BEGIN STORED DATA

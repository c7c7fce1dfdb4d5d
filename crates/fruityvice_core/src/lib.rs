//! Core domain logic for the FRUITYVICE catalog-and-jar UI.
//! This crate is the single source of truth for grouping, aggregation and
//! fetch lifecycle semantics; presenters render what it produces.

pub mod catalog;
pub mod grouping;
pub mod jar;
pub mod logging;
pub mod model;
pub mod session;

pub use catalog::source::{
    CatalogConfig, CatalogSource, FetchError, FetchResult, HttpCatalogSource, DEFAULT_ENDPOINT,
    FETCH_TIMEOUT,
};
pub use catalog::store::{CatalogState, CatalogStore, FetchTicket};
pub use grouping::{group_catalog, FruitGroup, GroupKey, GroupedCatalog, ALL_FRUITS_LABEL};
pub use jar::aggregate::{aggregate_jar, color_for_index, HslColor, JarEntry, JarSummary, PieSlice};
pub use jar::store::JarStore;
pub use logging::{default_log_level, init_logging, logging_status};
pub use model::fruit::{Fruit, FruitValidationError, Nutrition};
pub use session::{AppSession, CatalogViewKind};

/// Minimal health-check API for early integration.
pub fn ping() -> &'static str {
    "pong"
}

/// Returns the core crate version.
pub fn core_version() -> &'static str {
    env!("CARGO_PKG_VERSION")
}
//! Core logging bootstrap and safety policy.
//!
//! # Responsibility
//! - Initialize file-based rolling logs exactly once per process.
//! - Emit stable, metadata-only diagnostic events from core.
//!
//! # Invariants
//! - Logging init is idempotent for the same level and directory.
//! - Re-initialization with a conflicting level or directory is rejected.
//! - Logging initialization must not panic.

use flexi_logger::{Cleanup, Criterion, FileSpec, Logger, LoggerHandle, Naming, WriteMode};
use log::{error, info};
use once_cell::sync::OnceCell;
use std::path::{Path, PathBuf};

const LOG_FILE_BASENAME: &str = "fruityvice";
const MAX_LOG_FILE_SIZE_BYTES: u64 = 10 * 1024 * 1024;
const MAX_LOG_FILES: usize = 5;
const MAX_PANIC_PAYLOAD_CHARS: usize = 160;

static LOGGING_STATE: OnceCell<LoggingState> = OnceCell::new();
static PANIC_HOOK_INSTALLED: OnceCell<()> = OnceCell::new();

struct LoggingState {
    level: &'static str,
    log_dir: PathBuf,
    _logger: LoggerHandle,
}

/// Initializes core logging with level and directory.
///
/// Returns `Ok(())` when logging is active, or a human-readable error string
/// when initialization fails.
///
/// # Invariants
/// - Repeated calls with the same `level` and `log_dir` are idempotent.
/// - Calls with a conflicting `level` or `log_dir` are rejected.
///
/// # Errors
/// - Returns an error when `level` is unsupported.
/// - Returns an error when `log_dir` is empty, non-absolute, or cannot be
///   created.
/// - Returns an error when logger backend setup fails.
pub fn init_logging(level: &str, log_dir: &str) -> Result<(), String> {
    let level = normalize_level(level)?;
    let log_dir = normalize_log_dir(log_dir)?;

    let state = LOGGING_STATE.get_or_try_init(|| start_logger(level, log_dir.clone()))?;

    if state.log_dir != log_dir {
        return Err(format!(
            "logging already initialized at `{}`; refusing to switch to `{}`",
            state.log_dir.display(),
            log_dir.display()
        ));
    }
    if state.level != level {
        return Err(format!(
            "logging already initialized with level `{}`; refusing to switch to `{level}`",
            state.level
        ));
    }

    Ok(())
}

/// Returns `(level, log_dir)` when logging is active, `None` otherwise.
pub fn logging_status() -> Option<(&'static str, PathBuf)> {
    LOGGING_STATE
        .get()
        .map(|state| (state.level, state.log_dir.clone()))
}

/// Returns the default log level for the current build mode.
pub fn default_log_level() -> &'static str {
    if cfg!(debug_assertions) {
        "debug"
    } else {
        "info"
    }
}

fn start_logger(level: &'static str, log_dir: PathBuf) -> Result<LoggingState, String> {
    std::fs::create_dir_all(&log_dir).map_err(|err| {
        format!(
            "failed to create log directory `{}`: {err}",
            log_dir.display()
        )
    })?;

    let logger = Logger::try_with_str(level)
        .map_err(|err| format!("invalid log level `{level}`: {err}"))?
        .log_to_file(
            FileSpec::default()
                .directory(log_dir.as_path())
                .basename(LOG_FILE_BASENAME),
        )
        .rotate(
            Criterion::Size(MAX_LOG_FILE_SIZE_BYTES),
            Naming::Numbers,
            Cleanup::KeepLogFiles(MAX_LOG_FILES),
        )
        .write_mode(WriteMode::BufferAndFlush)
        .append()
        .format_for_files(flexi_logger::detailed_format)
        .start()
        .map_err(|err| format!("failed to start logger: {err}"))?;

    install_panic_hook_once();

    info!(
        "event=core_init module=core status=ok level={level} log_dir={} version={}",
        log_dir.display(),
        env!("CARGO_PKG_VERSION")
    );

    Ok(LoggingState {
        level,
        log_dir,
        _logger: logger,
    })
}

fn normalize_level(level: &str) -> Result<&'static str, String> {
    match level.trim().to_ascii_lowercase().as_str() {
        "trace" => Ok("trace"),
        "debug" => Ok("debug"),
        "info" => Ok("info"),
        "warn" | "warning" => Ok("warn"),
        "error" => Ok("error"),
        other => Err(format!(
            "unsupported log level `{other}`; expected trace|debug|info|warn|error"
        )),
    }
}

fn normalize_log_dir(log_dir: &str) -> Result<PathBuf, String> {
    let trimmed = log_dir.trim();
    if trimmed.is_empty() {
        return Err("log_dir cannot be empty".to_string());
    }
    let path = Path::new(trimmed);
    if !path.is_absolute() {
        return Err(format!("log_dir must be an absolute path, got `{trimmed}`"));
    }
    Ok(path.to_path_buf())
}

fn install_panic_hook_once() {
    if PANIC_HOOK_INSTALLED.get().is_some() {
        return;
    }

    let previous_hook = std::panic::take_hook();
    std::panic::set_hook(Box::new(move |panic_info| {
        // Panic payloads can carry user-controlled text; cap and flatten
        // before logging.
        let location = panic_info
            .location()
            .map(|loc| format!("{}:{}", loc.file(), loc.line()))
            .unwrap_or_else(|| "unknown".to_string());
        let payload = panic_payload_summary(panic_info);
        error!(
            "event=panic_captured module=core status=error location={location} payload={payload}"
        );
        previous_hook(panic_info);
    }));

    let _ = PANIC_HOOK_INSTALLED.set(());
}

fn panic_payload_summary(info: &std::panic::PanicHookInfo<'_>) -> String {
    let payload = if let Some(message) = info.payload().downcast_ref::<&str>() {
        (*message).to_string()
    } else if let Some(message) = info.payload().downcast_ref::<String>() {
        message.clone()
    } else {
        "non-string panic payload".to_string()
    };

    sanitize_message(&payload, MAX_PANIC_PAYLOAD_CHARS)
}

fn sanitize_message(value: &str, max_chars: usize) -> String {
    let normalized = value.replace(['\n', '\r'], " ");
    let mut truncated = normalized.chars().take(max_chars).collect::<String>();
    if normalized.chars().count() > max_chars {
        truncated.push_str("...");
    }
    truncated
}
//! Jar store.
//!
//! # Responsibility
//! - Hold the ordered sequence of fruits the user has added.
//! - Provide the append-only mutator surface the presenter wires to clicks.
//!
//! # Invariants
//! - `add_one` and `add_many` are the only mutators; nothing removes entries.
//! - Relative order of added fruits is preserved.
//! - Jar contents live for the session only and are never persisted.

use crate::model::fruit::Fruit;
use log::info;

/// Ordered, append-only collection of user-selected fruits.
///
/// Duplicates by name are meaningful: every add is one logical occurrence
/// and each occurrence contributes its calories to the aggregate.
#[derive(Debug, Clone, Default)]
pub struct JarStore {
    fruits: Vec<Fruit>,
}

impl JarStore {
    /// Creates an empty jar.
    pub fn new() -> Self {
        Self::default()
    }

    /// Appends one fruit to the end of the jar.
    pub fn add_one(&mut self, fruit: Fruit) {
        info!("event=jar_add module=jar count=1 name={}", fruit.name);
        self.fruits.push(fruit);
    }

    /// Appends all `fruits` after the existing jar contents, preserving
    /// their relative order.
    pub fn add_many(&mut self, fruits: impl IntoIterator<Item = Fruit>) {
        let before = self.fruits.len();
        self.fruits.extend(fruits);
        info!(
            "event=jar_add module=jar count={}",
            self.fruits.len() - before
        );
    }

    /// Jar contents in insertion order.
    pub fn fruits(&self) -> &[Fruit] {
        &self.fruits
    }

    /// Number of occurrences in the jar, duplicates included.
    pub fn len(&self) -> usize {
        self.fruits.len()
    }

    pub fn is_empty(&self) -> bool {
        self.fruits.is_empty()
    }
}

END STORED DATA

WHAT YOU NEED TO DO:
Each line of the entries that contains the word "truncated" should be listed.

RESPONSE TO THIS TASK:
    let mut truncated = normalized.chars().take(max_chars).collect::<String>();
        truncated.push_str("...");
    truncated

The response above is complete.